Cell preparation.Blood was obtained from volunteer donors with appropriate informed consent according to Ethical Committee guidelines. Peripheral blood mononuclear cells (PBMC) were prepared by isolation over sterile Ficoll/Hypaque (d = 1.077 g/mL; Pharmacia, Uppsala, Sweden) gradients. T lymphocytes for functional assays were prepared from PBMC by rosetting with neuraminidase-treated sheep erythrocytes, followed by Ficoll/Hypaque separation and erythrocyte lysis with distilled water.

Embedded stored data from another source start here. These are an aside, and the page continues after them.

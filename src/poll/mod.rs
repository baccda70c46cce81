//! Background feed pagination.
//!
//! Each active feed gets its own [`Engine`] running as a tokio task. Engines
//! report progress to the main loop over one shared [`mpsc`] channel of
//! [`PollMsg`]s and take [`Command`]s from their [`EngineHandle`].
//!
//! ## For contributors
//!
//! Engines never share state with each other or with the main loop; the only
//! things crossing task boundaries are the messages below. The [`Poller`]
//! owns the handles and is the one place that creates or retires engines.

mod engine;
mod pager;
mod timer;

pub use pager::PageSignal;

use engine::{Command, Engine};

use std::collections::BTreeMap;
use std::sync::Arc;
use std::time::Duration;

use tokio::sync::mpsc;
use tokio::task::JoinHandle;
use tracing::{debug, info, warn};

use crate::catalog::{AudioRecord, Catalog};
use crate::config::{FeedConfig, Pacing};
use crate::segments::{SegmentRepo, SegmentStore};
use crate::source::{FeedId, MessageId, PageSource};

/// Messages sent from engine tasks to the main loop.
#[derive(Debug)]
pub enum PollMsg {
    /// A page request went out.
    Fetching { feed_id: FeedId, cursor: MessageId },
    /// Audio records seen for the first time.
    Items {
        feed_id: FeedId,
        items: Vec<AudioRecord>,
    },
    /// A page was settled and the next one is scheduled.
    Page {
        feed_id: FeedId,
        signal: PageSignal,
        cursor: MessageId,
        next_in: Duration,
    },
    /// The run is over; the feed is re-probed after `delay`.
    Resting { feed_id: FeedId, delay: Duration },
    /// A fetch or storage operation failed.
    Error { feed_id: FeedId, error: String },
    /// The engine was stopped.
    Ended { feed_id: FeedId },
}

impl PollMsg {
    pub fn feed_id(&self) -> FeedId {
        match self {
            PollMsg::Fetching { feed_id, .. }
            | PollMsg::Items { feed_id, .. }
            | PollMsg::Page { feed_id, .. }
            | PollMsg::Resting { feed_id, .. }
            | PollMsg::Error { feed_id, .. }
            | PollMsg::Ended { feed_id } => *feed_id,
        }
    }
}

/// Command side of a running engine task.
pub struct EngineHandle {
    feed_id: FeedId,
    commands: mpsc::UnboundedSender<Command>,
    task: JoinHandle<()>,
}

impl EngineHandle {
    pub fn feed_id(&self) -> FeedId {
        self.feed_id
    }

    /// Returns `false` if the engine task has already exited.
    pub fn send(&self, command: Command) -> bool {
        self.commands.send(command).is_ok()
    }

    /// Stop the engine and wait for its task to finish.
    pub async fn shutdown(self) {
        let Self {
            feed_id,
            commands,
            task,
        } = self;
        let _ = commands.send(Command::Stop);
        drop(commands);
        if let Err(e) = task.await {
            warn!(feed_id, error = %e, "Engine task did not exit cleanly");
        }
    }
}

/// Spawn an engine for `feed`. It starts its first run immediately.
pub fn spawn_engine<S, R, C>(
    feed: FeedConfig,
    source: Arc<S>,
    store: SegmentStore<R>,
    catalog: Arc<C>,
    pacing: Pacing,
    events: mpsc::UnboundedSender<PollMsg>,
) -> EngineHandle
where
    S: PageSource + 'static,
    R: SegmentRepo + 'static,
    C: Catalog + 'static,
{
    let feed_id = feed.id;
    let (commands, rx) = mpsc::unbounded_channel();
    let engine = Engine::new(feed, source, store, catalog, pacing, events);
    let task = tokio::spawn(engine.run(rx));
    EngineHandle {
        feed_id,
        commands,
        task,
    }
}

/// Owner of every running engine.
pub struct Poller<S, R, C> {
    source: Arc<S>,
    store: SegmentStore<R>,
    catalog: Arc<C>,
    pacing: Pacing,
    events: mpsc::UnboundedSender<PollMsg>,
    engines: BTreeMap<FeedId, EngineHandle>,
}

impl<S, R, C> Poller<S, R, C>
where
    S: PageSource + 'static,
    R: SegmentRepo + 'static,
    C: Catalog + 'static,
{
    /// Create a poller and the receiver its engines report to.
    pub fn new(
        source: Arc<S>,
        store: SegmentStore<R>,
        catalog: Arc<C>,
        pacing: Pacing,
    ) -> (Self, mpsc::UnboundedReceiver<PollMsg>) {
        let (events, rx) = mpsc::unbounded_channel();
        let poller = Self {
            source,
            store,
            catalog,
            pacing,
            events,
            engines: BTreeMap::new(),
        };
        (poller, rx)
    }

    /// Start paginating `feed`. Returns `false` if it is already active, in
    /// which case its engine begins a new run from the top.
    pub fn activate(&mut self, feed: FeedConfig) -> bool {
        if let Some(handle) = self.engines.get(&feed.id) {
            debug!(feed_id = feed.id, "Feed already active, restarting run");
            handle.send(Command::Start);
            return false;
        }
        info!(feed_id = feed.id, title = %feed.title, "Activating feed");
        let handle = spawn_engine(
            feed,
            Arc::clone(&self.source),
            self.store.clone(),
            Arc::clone(&self.catalog),
            self.pacing,
            self.events.clone(),
        );
        self.engines.insert(handle.feed_id(), handle);
        true
    }

    /// Stop and forget the engine for `feed_id`. Returns `false` if the feed
    /// was not active.
    pub async fn deactivate(&mut self, feed_id: FeedId) -> bool {
        match self.engines.remove(&feed_id) {
            Some(handle) => {
                handle.shutdown().await;
                true
            }
            None => false,
        }
    }

    /// Fire the pending wakeup of one feed, or of every feed for `None`.
    ///
    /// Returns how many engines were asked.
    pub fn fetch_now(&self, feed_id: Option<FeedId>) -> usize {
        self.engines
            .values()
            .filter(|h| feed_id.map_or(true, |id| h.feed_id() == id))
            .filter(|h| h.send(Command::FetchNow))
            .count()
    }

    #[cfg(test)]
    pub fn is_active(&self, feed_id: FeedId) -> bool {
        self.engines.contains_key(&feed_id)
    }

    #[cfg(test)]
    pub fn active(&self) -> impl Iterator<Item = FeedId> + '_ {
        self.engines.keys().copied()
    }

    /// Stop every engine and wait for all tasks to exit.
    pub async fn stop_all(&mut self) {
        let engines = std::mem::take(&mut self.engines);
        for (_, handle) in engines {
            handle.shutdown().await;
        }
    }
}

// ---------------------------------------------------------------------------
// Tests
// ---------------------------------------------------------------------------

Dendritic cell preparation.(1) For experiments involving phenotypic analysis of freshly isolated and cultured DC, freshly isolated PBMC were depleted of T lymphocytes as above and then labeled with a mix of CD3, CD11b, CD14, CD16, and CD19 MoAb. After incubation with goat antimouse Ig-coated magnetic microspheres (Miltenyi Biotech, Germany), labeled cells were removed by magnetic immunodepletion and the MoAb negative cells were then labeled with FITC-SAM and further purified by sorting using a FACS Vantage flow cytometer, if required. Two or three color immunofluorescent labeling was then used to identify DC on the basis of HLA-DR and/or CMRF-44 staining.
(2) For functional studies, DC were purified by positive selection using CMRF-44 labeling. Briefly, PB non-T cells were isolated as above and then cultured at 2 × 107/mL for 12 to 15 hours. Low density cells were then isolated by separation over a Nycodenz (Nycomed Pharma, Norway) gradient (d = 1.068 g/cm3 ) as previously described.12 Cells were washed three times and labeled sequentially with CMRF-44, FITC-SAM, and CD14-PE. CMRF-44++, CD14− cells were sorted to high purity and used for functional studies.
Cell lines.The HLA-DR1–restricted CD4 T-lymphocyte line (NG-1), which recognizes a chronic myeloid leukemia (CML)-specific peptide derived from the b3a2, bcr-abl fusion protein arising as a consequence of the 9:22 translocation was generated in this laboratory.13 NG-1 was maintained by periodic restimulation with b3a2 peptide plus autologous MNC feeder cells and was rested before use in antigen presentation experiments.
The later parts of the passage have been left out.